### EXERCISE DATA
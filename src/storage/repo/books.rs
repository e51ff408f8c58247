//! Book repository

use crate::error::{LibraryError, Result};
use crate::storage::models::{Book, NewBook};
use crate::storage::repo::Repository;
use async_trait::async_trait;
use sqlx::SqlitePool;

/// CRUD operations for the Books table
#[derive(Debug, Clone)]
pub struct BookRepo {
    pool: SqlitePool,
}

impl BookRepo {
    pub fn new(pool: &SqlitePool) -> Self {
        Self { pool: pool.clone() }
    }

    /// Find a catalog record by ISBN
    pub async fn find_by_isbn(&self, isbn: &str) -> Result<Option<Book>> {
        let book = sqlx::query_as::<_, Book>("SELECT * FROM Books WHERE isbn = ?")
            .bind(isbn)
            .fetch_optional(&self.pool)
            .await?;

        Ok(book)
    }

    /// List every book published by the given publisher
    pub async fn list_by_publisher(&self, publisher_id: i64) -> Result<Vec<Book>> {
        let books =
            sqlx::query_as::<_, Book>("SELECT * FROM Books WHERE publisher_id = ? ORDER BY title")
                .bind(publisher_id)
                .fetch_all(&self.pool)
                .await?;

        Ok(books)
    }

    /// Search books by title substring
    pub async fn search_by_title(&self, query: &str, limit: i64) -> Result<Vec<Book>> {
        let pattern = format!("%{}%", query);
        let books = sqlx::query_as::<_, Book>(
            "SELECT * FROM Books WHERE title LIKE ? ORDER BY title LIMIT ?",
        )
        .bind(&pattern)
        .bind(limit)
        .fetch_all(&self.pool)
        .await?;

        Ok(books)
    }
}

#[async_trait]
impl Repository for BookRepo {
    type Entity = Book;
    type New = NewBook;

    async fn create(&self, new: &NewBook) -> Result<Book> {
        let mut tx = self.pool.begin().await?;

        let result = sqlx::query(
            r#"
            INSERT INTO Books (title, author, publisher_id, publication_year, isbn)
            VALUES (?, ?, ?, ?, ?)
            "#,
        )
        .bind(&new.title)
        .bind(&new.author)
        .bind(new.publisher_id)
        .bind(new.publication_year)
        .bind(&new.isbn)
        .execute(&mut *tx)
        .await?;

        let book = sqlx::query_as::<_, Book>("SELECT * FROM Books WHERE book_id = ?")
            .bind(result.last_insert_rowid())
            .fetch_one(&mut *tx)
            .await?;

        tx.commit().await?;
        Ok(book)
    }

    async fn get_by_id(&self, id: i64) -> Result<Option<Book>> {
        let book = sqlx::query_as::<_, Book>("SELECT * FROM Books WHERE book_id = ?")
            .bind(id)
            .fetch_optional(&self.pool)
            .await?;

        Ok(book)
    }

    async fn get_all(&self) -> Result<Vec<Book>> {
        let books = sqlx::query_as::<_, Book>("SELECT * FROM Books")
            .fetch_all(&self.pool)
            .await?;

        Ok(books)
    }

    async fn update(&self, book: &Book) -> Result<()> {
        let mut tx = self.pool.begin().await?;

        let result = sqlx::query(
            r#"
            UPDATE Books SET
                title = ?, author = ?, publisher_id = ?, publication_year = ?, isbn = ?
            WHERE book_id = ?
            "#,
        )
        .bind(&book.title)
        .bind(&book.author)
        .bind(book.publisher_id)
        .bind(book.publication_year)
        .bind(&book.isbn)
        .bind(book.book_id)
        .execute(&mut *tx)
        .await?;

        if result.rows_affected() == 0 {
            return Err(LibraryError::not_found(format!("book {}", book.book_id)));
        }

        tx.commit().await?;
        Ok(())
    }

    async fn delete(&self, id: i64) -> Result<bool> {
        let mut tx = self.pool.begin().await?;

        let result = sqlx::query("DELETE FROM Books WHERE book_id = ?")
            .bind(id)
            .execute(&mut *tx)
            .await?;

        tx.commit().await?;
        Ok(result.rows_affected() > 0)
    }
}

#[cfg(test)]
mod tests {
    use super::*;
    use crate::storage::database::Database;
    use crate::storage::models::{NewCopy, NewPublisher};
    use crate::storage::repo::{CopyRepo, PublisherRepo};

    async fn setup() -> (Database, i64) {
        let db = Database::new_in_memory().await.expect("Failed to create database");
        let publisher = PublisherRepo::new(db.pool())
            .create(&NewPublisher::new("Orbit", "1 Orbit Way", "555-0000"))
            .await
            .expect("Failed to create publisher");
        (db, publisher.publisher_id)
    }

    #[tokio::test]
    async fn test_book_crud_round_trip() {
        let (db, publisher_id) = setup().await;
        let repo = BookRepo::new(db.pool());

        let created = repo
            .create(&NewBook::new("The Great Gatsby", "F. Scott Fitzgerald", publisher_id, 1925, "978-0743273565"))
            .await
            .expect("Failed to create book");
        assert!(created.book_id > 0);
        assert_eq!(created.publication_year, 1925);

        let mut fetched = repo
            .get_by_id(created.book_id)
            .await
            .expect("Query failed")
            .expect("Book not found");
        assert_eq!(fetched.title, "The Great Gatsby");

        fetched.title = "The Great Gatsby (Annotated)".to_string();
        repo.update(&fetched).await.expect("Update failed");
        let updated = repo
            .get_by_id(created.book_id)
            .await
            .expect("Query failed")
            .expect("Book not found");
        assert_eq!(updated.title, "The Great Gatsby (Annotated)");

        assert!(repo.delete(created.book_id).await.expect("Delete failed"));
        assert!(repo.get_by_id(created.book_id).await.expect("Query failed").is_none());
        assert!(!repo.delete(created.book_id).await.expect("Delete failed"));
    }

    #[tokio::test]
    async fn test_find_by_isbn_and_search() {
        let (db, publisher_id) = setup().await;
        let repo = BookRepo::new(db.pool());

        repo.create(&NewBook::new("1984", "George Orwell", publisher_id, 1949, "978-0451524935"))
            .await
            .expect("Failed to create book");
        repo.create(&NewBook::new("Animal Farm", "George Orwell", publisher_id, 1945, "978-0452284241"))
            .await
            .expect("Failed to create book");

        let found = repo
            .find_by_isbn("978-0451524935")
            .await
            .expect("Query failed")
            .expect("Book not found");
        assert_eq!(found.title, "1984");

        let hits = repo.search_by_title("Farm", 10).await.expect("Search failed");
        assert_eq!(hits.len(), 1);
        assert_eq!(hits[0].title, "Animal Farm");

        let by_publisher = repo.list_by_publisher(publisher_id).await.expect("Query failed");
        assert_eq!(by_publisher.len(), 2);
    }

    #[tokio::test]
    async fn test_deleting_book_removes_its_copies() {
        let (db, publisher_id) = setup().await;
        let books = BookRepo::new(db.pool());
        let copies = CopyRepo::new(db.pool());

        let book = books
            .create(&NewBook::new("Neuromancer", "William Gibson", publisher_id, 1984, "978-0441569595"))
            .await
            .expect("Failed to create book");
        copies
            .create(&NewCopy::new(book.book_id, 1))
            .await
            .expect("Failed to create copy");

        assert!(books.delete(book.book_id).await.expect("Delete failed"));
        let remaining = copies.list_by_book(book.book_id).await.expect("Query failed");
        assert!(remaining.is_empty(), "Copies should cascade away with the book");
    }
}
######
EXERCISE INSTRUCTIONS: In the listing above, find the line with "use crate::storage::database::Database;" and the line with "let publisher = PublisherRepo::new(db.pool())", then reproduce both and every line between them exactly.

REPLY TO THE TASK:
    use crate::storage::database::Database;
    use crate::storage::models::{NewCopy, NewPublisher};
    use crate::storage::repo::{CopyRepo, PublisherRepo};

    async fn setup() -> (Database, i64) {
        let db = Database::new_in_memory().await.expect("Failed to create database");
        let publisher = PublisherRepo::new(db.pool())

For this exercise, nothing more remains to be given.